AIM OF THE TASK
Below are the data; count the lines with the string "summary" in them and give that number only.

INPUT
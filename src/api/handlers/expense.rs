//! Expense handlers: add, remove.

use axum::extract::{Path, State};
use axum::http::StatusCode;
use axum::response::IntoResponse;
use axum::routing::{delete, post};
use axum::{Json, Router};

use crate::api::dto::{AddExpenseRequest, SuccessResponse};
use crate::api::extract::ApiJson;
use crate::app_state::AppState;
use crate::domain::ExpenseView;
use crate::error::{ErrorResponse, ServiceError};

/// `POST /group/:id/expense` — Record an expense.
///
/// # Errors
///
/// Returns [`ServiceError`] on a malformed body, a bad amount, or an
/// unknown group or payer.
#[utoipa::path(
    post,
    path = "/api/group/{id}/expense",
    tag = "Expenses",
    summary = "Add an expense",
    description = "Stores the expense and echoes it back in the same shape used by the group document. `weights` is stored verbatim.",
    params(
        ("id" = String, Path, description = "Group id"),
    ),
    request_body = AddExpenseRequest,
    responses(
        (status = 201, description = "Expense recorded", body = ExpenseView),
        (status = 400, description = "Malformed body or amount", body = ErrorResponse),
        (status = 500, description = "Unknown group or payer, or store failure", body = ErrorResponse),
    )
)]
pub async fn add_expense(
    State(state): State<AppState>,
    Path(group_id): Path<String>,
    ApiJson(req): ApiJson<AddExpenseRequest>,
) -> Result<impl IntoResponse, ServiceError> {
    let input = req.into_input()?;
    let view = state.group_service.add_expense(&group_id, input).await?;
    Ok((StatusCode::CREATED, Json(view)))
}

/// `DELETE /group/:id/expense/:expense_id` — Remove an expense.
///
/// # Errors
///
/// Returns [`ServiceError`] on store failure, or not found in strict mode.
#[utoipa::path(
    delete,
    path = "/api/group/{id}/expense/{expense_id}",
    tag = "Expenses",
    summary = "Remove an expense",
    params(
        ("id" = String, Path, description = "Group id"),
        ("expense_id" = String, Path, description = "Expense id"),
    ),
    responses(
        (status = 200, description = "Acknowledged", body = SuccessResponse),
        (status = 404, description = "Expense not found (strict mode)", body = ErrorResponse),
    )
)]
pub async fn remove_expense(
    State(state): State<AppState>,
    Path((group_id, expense_id)): Path<(String, String)>,
) -> Result<Json<SuccessResponse>, ServiceError> {
    state
        .group_service
        .remove_expense(&group_id, &expense_id)
        .await?;
    Ok(Json(SuccessResponse::ok()))
}

/// Expense routes.
pub fn routes() -> Router<AppState> {
    Router::new()
        .route("/group/{id}/expense", post(add_expense))
        .route("/group/{id}/expense/{expense_id}", delete(remove_expense))
}
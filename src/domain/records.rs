//! Persisted row shapes for groups, members and expenses.
//!
//! Field names follow the table columns. The wire shapes live in
//! [`super::group_view`].

use chrono::{DateTime, Utc};

use super::weights::StoredWeights;

/// A row of the `groups` table.
#[derive(Debug, Clone, PartialEq)]
pub struct GroupRecord {
    /// Primary key.
    pub id: String,
    /// Display name.
    pub name: String,
    /// Currency code, e.g. `"HKD"`.
    pub currency: String,
    /// Insert timestamp.
    pub created_at: DateTime<Utc>,
    /// Last name/currency update.
    pub updated_at: DateTime<Utc>,
}

/// A row of the `members` table.
#[derive(Debug, Clone, PartialEq)]
pub struct MemberRecord {
    /// Primary key.
    pub id: String,
    /// Owning group.
    pub group_id: String,
    /// Display name.
    pub name: String,
    /// Insert timestamp.
    pub created_at: DateTime<Utc>,
}

/// A row of the `expenses` table with `amount` already coerced to `f64`.
#[derive(Debug, Clone, PartialEq)]
pub struct ExpenseRecord {
    /// Primary key.
    pub id: String,
    /// Owning group.
    pub group_id: String,
    /// Free-text description.
    pub description: String,
    /// Amount, rounded to two decimals by the store.
    pub amount: f64,
    /// Paying member.
    pub payer_id: String,
    /// Split-strategy tag.
    pub split_type: String,
    /// Weights exactly as the store returned them.
    pub weights: StoredWeights,
    /// Insert timestamp.
    pub created_at: DateTime<Utc>,
}

/// Insert payload for the `expenses` table.
#[derive(Debug, Clone)]
pub struct NewExpense {
    /// Server-generated primary key.
    pub id: String,
    /// Owning group.
    pub group_id: String,
    /// Free-text description.
    pub description: String,
    /// Amount as submitted; the store rounds to two decimals.
    pub amount: f64,
    /// Paying member.
    pub payer_id: String,
    /// Split-strategy tag.
    pub split_type: String,
    /// Weights serialized to JSON text.
    pub weights_json: String,
}

/// Rounds to the `NUMERIC(10,2)` precision of the `amount` column.
#[must_use]
pub fn round_amount(amount: f64) -> f64 {
    (amount * 100.0).round() / 100.0
}
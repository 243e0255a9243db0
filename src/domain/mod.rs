//! Domain layer: identifiers, persisted rows, and the aggregated group
//! document.
//!
//! The read path is `records` (what the store returns) → `weights`
//! normalization → `group_view` (what clients receive). Nothing in this
//! module touches storage or HTTP.

pub mod entity_id;
pub mod group_view;
pub mod records;
pub mod weights;

pub use entity_id::EntityId;
pub use group_view::{ExpenseView, GroupView, MemberView};
pub use weights::StoredWeights;
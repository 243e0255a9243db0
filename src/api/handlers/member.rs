//! Member handlers: add, remove.

use axum::extract::{Path, State};
use axum::http::StatusCode;
use axum::response::IntoResponse;
use axum::routing::{delete, post};
use axum::{Json, Router};

use crate::api::dto::{AddMemberRequest, AddMemberResponse, SuccessResponse};
use crate::api::extract::ApiJson;
use crate::app_state::AppState;
use crate::error::{ErrorResponse, ServiceError};

/// `POST /group/:id/member` — Add a member.
///
/// # Errors
///
/// Returns [`ServiceError`] on a malformed body or if the group does not
/// exist.
#[utoipa::path(
    post,
    path = "/api/group/{id}/member",
    tag = "Members",
    summary = "Add a member",
    params(
        ("id" = String, Path, description = "Group id"),
    ),
    request_body = AddMemberRequest,
    responses(
        (status = 201, description = "Member added", body = AddMemberResponse),
        (status = 400, description = "Malformed body", body = ErrorResponse),
        (status = 500, description = "Unknown group or store failure", body = ErrorResponse),
    )
)]
pub async fn add_member(
    State(state): State<AppState>,
    Path(group_id): Path<String>,
    ApiJson(req): ApiJson<AddMemberRequest>,
) -> Result<impl IntoResponse, ServiceError> {
    let id = state.group_service.add_member(&group_id, &req.name).await?;

    let response = AddMemberResponse {
        id: id.into_inner(),
        name: req.name,
    };
    Ok((StatusCode::CREATED, Json(response)))
}

/// `DELETE /group/:id/member/:member_id` — Remove a member.
///
/// Expenses the member paid for are removed with it.
///
/// # Errors
///
/// Returns [`ServiceError`] on store failure, or not found in strict mode.
#[utoipa::path(
    delete,
    path = "/api/group/{id}/member/{member_id}",
    tag = "Members",
    summary = "Remove a member",
    description = "Deletes the member only if it belongs to the group in the path. Expenses paid by the member are deleted too.",
    params(
        ("id" = String, Path, description = "Group id"),
        ("member_id" = String, Path, description = "Member id"),
    ),
    responses(
        (status = 200, description = "Acknowledged", body = SuccessResponse),
        (status = 404, description = "Member not found (strict mode)", body = ErrorResponse),
    )
)]
pub async fn remove_member(
    State(state): State<AppState>,
    Path((group_id, member_id)): Path<(String, String)>,
) -> Result<Json<SuccessResponse>, ServiceError> {
    state
        .group_service
        .remove_member(&group_id, &member_id)
        .await?;
    Ok(Json(SuccessResponse::ok()))
}

/// Member routes.
pub fn routes() -> Router<AppState> {
    Router::new()
        .route("/group/{id}/member", post(add_member))
        .route("/group/{id}/member/{member_id}", delete(remove_member))
}
//! Expense DTOs. The response is [`crate::domain::ExpenseView`].

use serde::Deserialize;
use utoipa::ToSchema;

use crate::error::ServiceError;
use crate::service::ExpenseInput;

/// Amount as sent by clients: a JSON number or a numeric string.
#[derive(Debug, Clone, Deserialize)]
#[serde(untagged)]
pub enum AmountInput {
    /// `12.5`
    Number(f64),
    /// `"12.50"`
    Text(String),
}

impl AmountInput {
    /// Resolves to a finite `f64`.
    ///
    /// # Errors
    ///
    /// Returns [`ServiceError::InvalidRequest`] if the text is not a number
    /// or the value is not finite.
    pub fn to_f64(&self) -> Result<f64, ServiceError> {
        let value = match self {
            Self::Number(n) => *n,
            Self::Text(s) => s
                .trim()
                .parse::<f64>()
                .map_err(|_| ServiceError::InvalidRequest(format!("invalid amount: {s}")))?,
        };
        if value.is_finite() {
            Ok(value)
        } else {
            Err(ServiceError::InvalidRequest(format!(
                "invalid amount: {value}"
            )))
        }
    }
}

/// Request body for `POST /api/group/{id}/expense`.
#[derive(Debug, Deserialize, ToSchema)]
pub struct AddExpenseRequest {
    /// Free-text description.
    pub desc: String,
    /// Amount, number or numeric string.
    #[schema(value_type = f64)]
    pub amount: AmountInput,
    /// Paying member id.
    #[serde(rename = "payerId")]
    pub payer_id: String,
    /// Split-strategy tag, e.g. `"equal"`.
    #[serde(rename = "splitType")]
    pub split_type: String,
    /// Opaque weights payload; stored verbatim.
    #[serde(default)]
    #[schema(value_type = Object)]
    pub weights: Option<serde_json::Value>,
}

impl AddExpenseRequest {
    /// Converts the request into service input.
    ///
    /// # Errors
    ///
    /// Returns [`ServiceError::InvalidRequest`] for an unparseable amount.
    pub fn into_input(self) -> Result<ExpenseInput, ServiceError> {
        Ok(ExpenseInput {
            amount: self.amount.to_f64()?,
            description: self.desc,
            payer_id: self.payer_id,
            split_type: self.split_type,
            weights: self.weights,
        })
    }
}
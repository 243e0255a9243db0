//! End-to-end test over a real socket with the in-memory store.

#![allow(clippy::panic)]

use std::net::SocketAddr;
use std::sync::Arc;

use serde_json::{Value, json};

use group_split_gateway::api;
use group_split_gateway::app_state::AppState;
use group_split_gateway::persistence::MemoryStore;
use group_split_gateway::service::GroupService;

async fn spawn_server() -> SocketAddr {
    let Ok(listener) = tokio::net::TcpListener::bind("127.0.0.1:0").await else {
        panic!("bind failed");
    };
    let Ok(addr) = listener.local_addr() else {
        panic!("no local addr");
    };
    let state = AppState::new(GroupService::new(Arc::new(MemoryStore::new())));
    tokio::spawn(async move {
        let _ = api::serve(listener, state).await;
    });
    addr
}

async fn send(req: reqwest::RequestBuilder) -> (reqwest::StatusCode, Value) {
    let Ok(resp) = req.send().await else {
        panic!("request failed");
    };
    let status = resp.status();
    let body = resp.json::<Value>().await.unwrap_or(Value::Null);
    (status, body)
}

#[tokio::test]
async fn weights_round_trip_over_http() {
    let addr = spawn_server().await;
    let base = format!("http://{addr}/api/group");
    let client = reqwest::Client::new();

    let (status, group) = send(client.post(&base).json(&json!({"name": "Ski", "currency": "CHF"}))).await;
    assert_eq!(status, reqwest::StatusCode::CREATED);
    let Some(group_id) = group["id"].as_str() else {
        panic!("missing group id");
    };

    let (_, member) = send(
        client
            .post(format!("{base}/{group_id}/member"))
            .json(&json!({"name": "Ann"})),
    )
    .await;
    let Some(member_id) = member["id"].as_str() else {
        panic!("missing member id");
    };

    let inputs = [
        json!(null),
        json!([]),
        json!([{"memberId": member_id, "share": 2}]),
        json!("[1,2]"),
        json!("{bad"),
    ];
    for weights in &inputs {
        let (status, _) = send(client.post(format!("{base}/{group_id}/expense")).json(&json!({
            "desc": "Lift pass",
            "amount": "12.50",
            "payerId": member_id,
            "splitType": "custom",
            "weights": weights,
        })))
        .await;
        assert_eq!(status, reqwest::StatusCode::CREATED);
    }

    let (status, doc) = send(client.get(format!("{base}/{group_id}"))).await;
    assert_eq!(status, reqwest::StatusCode::OK);
    assert_eq!(doc["currency"], "CHF");

    let Some(expenses) = doc["expenses"].as_array() else {
        panic!("expenses must be a list");
    };
    let weights: Vec<&Value> = expenses.iter().map(|e| &e["weights"]).collect();
    assert_eq!(
        weights,
        [
            &json!([]),
            &json!([]),
            &json!([{"memberId": member_id, "share": 2}]),
            &json!([1, 2]),
            &json!([]),
        ]
    );
    assert!(expenses.iter().all(|e| e["amount"] == json!(12.5)));
}

#[tokio::test]
async fn missing_group_over_http() {
    let addr = spawn_server().await;
    let client = reqwest::Client::new();

    let Ok(resp) = client
        .get(format!("http://{addr}/api/group/missing"))
        .send()
        .await
    else {
        panic!("request failed");
    };
    assert_eq!(resp.status(), reqwest::StatusCode::NOT_FOUND);
    assert_eq!(
        resp.headers()
            .get("access-control-allow-origin")
            .and_then(|v| v.to_str().ok()),
        Some("*")
    );
}
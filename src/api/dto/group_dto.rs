//! Group DTOs for create and update.

use serde::{Deserialize, Serialize};
use utoipa::ToSchema;

/// Request body for `POST /api/group`.
#[derive(Debug, Deserialize, ToSchema)]
pub struct CreateGroupRequest {
    /// Display name.
    pub name: String,
    /// Currency code. Defaults to `"HKD"`.
    #[serde(default)]
    pub currency: Option<String>,
}

/// Response body for `POST /api/group` (201 Created).
#[derive(Debug, Serialize, ToSchema)]
pub struct CreateGroupResponse {
    /// New group id.
    pub id: String,
    /// Name echoed from the request.
    pub name: String,
    /// Resolved currency.
    pub currency: String,
}

/// Request body for `PUT /api/group/{id}`.
#[derive(Debug, Deserialize, ToSchema)]
pub struct UpdateGroupRequest {
    /// New display name.
    pub name: String,
    /// New currency code.
    pub currency: String,
}
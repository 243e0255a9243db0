//! System endpoints: health check and API description.

use axum::http::StatusCode;
use axum::response::IntoResponse;
use axum::routing::get;
use axum::{Json, Router};
use chrono::Utc;
use serde::Serialize;
use utoipa::ToSchema;

use crate::app_state::AppState;

/// Health check response.
#[derive(Debug, Serialize, ToSchema)]
struct HealthResponse {
    status: String,
    timestamp: String,
    version: String,
}

/// `GET /health` — Service health status.
#[utoipa::path(
    get,
    path = "/health",
    tag = "System",
    summary = "Health check",
    description = "Returns service health status, version, and current timestamp.",
    responses(
        (status = 200, description = "Service is healthy", body = HealthResponse),
    )
)]
pub async fn health_handler() -> impl IntoResponse {
    (
        StatusCode::OK,
        Json(HealthResponse {
            status: "healthy".to_string(),
            timestamp: Utc::now().to_rfc3339(),
            version: env!("CARGO_PKG_VERSION").to_string(),
        }),
    )
}

/// `GET /api-docs/openapi.json` — OpenAPI document.
#[cfg(not(feature = "swagger-ui"))]
pub async fn openapi_handler() -> impl IntoResponse {
    use utoipa::OpenApi;

    Json(crate::api::openapi::ApiDoc::openapi())
}

/// System routes mounted at the root level (not under /api).
pub fn routes() -> Router<AppState> {
    let router = Router::new().route("/health", get(health_handler));

    #[cfg(not(feature = "swagger-ui"))]
    let router = router.route("/api-docs/openapi.json", get(openapi_handler));

    router
}
//! PostgreSQL implementation of the persistence layer.

use std::time::Duration;

use async_trait::async_trait;
use chrono::{DateTime, Utc};
use sqlx::PgPool;
use sqlx::postgres::PgPoolOptions;

use super::GroupStore;
use crate::config::ServiceConfig;
use crate::domain::records::{ExpenseRecord, GroupRecord, MemberRecord, NewExpense};
use crate::domain::weights::StoredWeights;
use crate::error::ServiceError;

type ExpenseRow = (
    String,
    String,
    String,
    f64,
    String,
    String,
    Option<serde_json::Value>,
    DateTime<Utc>,
);

const EXPENSE_COLUMNS: &str = "id, group_id, description, amount::FLOAT8, payer_id, split_type, \
                               weights, created_at";

/// PostgreSQL-backed store using `sqlx::PgPool`.
#[derive(Debug, Clone)]
pub struct PostgresStore {
    pool: PgPool,
}

impl PostgresStore {
    /// Creates a store over an existing connection pool.
    #[must_use]
    pub fn new(pool: PgPool) -> Self {
        Self { pool }
    }

    /// Opens a connection pool sized from `config`.
    ///
    /// # Errors
    ///
    /// Returns a [`ServiceError::PersistenceError`] if the database is
    /// unreachable or the URL is invalid.
    pub async fn connect(config: &ServiceConfig) -> Result<Self, ServiceError> {
        let pool = PgPoolOptions::new()
            .max_connections(config.database_max_connections)
            .min_connections(config.database_min_connections)
            .acquire_timeout(Duration::from_secs(config.database_connect_timeout_secs))
            .connect(&config.database_url)
            .await
            .map_err(|e| ServiceError::PersistenceError(e.to_string()))?;

        tracing::info!(
            max_connections = config.database_max_connections,
            "connected to postgres"
        );
        Ok(Self::new(pool))
    }
}

#[async_trait]
impl GroupStore for PostgresStore {
    async fn migrate(&self) -> Result<(), ServiceError> {
        sqlx::migrate!("./migrations")
            .run(&self.pool)
            .await
            .map_err(|e| ServiceError::PersistenceError(format!("migration failed: {e}")))?;
        tracing::info!("database migrations applied");
        Ok(())
    }

    async fn insert_group(
        &self,
        id: &str,
        name: &str,
        currency: &str,
    ) -> Result<(), ServiceError> {
        sqlx::query("INSERT INTO groups (id, name, currency) VALUES ($1, $2, $3)")
            .bind(id)
            .bind(name)
            .bind(currency)
            .execute(&self.pool)
            .await
            .map_err(|e| ServiceError::PersistenceError(e.to_string()))?;

        Ok(())
    }

    async fn update_group(
        &self,
        id: &str,
        name: &str,
        currency: &str,
    ) -> Result<u64, ServiceError> {
        let result = sqlx::query(
            "UPDATE groups SET name = $1, currency = $2, updated_at = now() WHERE id = $3",
        )
        .bind(name)
        .bind(currency)
        .bind(id)
        .execute(&self.pool)
        .await
        .map_err(|e| ServiceError::PersistenceError(e.to_string()))?;

        Ok(result.rows_affected())
    }

    async fn find_group(&self, id: &str) -> Result<Option<GroupRecord>, ServiceError> {
        let row = sqlx::query_as::<_, (String, String, String, DateTime<Utc>, DateTime<Utc>)>(
            "SELECT id, name, currency, created_at, updated_at FROM groups WHERE id = $1",
        )
        .bind(id)
        .fetch_optional(&self.pool)
        .await
        .map_err(|e| ServiceError::PersistenceError(e.to_string()))?;

        Ok(row.map(
            |(id, name, currency, created_at, updated_at)| GroupRecord {
                id,
                name,
                currency,
                created_at,
                updated_at,
            },
        ))
    }

    async fn list_members(&self, group_id: &str) -> Result<Vec<MemberRecord>, ServiceError> {
        let rows = sqlx::query_as::<_, (String, String, String, DateTime<Utc>)>(
            "SELECT id, group_id, name, created_at FROM members \
             WHERE group_id = $1 ORDER BY created_at ASC",
        )
        .bind(group_id)
        .fetch_all(&self.pool)
        .await
        .map_err(|e| ServiceError::PersistenceError(e.to_string()))?;

        Ok(rows
            .into_iter()
            .map(|(id, group_id, name, created_at)| MemberRecord {
                id,
                group_id,
                name,
                created_at,
            })
            .collect())
    }

    async fn list_expenses(&self, group_id: &str) -> Result<Vec<ExpenseRecord>, ServiceError> {
        let rows = sqlx::query_as::<_, ExpenseRow>(&format!(
            "SELECT {EXPENSE_COLUMNS} FROM expenses WHERE group_id = $1 ORDER BY created_at ASC"
        ))
        .bind(group_id)
        .fetch_all(&self.pool)
        .await
        .map_err(|e| ServiceError::PersistenceError(e.to_string()))?;

        Ok(rows.into_iter().map(expense_from_row).collect())
    }

    async fn insert_member(
        &self,
        id: &str,
        group_id: &str,
        name: &str,
    ) -> Result<(), ServiceError> {
        sqlx::query("INSERT INTO members (id, group_id, name) VALUES ($1, $2, $3)")
            .bind(id)
            .bind(group_id)
            .bind(name)
            .execute(&self.pool)
            .await
            .map_err(|e| ServiceError::PersistenceError(e.to_string()))?;

        Ok(())
    }

    async fn delete_member(&self, group_id: &str, member_id: &str) -> Result<u64, ServiceError> {
        let result = sqlx::query("DELETE FROM members WHERE id = $1 AND group_id = $2")
            .bind(member_id)
            .bind(group_id)
            .execute(&self.pool)
            .await
            .map_err(|e| ServiceError::PersistenceError(e.to_string()))?;

        Ok(result.rows_affected())
    }

    async fn insert_expense(&self, expense: &NewExpense) -> Result<ExpenseRecord, ServiceError> {
        let row = sqlx::query_as::<_, ExpenseRow>(&format!(
            "INSERT INTO expenses (id, group_id, description, amount, payer_id, split_type, weights) \
             VALUES ($1, $2, $3, CAST($4 AS NUMERIC(10,2)), $5, $6, CAST($7 AS JSONB)) \
             RETURNING {EXPENSE_COLUMNS}"
        ))
        .bind(&expense.id)
        .bind(&expense.group_id)
        .bind(&expense.description)
        .bind(expense.amount)
        .bind(&expense.payer_id)
        .bind(&expense.split_type)
        .bind(&expense.weights_json)
        .fetch_one(&self.pool)
        .await
        .map_err(|e| ServiceError::PersistenceError(e.to_string()))?;

        Ok(expense_from_row(row))
    }

    async fn delete_expense(
        &self,
        group_id: &str,
        expense_id: &str,
    ) -> Result<u64, ServiceError> {
        let result = sqlx::query("DELETE FROM expenses WHERE id = $1 AND group_id = $2")
            .bind(expense_id)
            .bind(group_id)
            .execute(&self.pool)
            .await
            .map_err(|e| ServiceError::PersistenceError(e.to_string()))?;

        Ok(result.rows_affected())
    }
}

fn expense_from_row(
    (id, group_id, description, amount, payer_id, split_type, weights, created_at): ExpenseRow,
) -> ExpenseRecord {
    ExpenseRecord {
        id,
        group_id,
        description,
        amount,
        payer_id,
        split_type,
        weights: StoredWeights::from(weights),
        created_at,
    }
}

OUTPUT OF THE TASK
5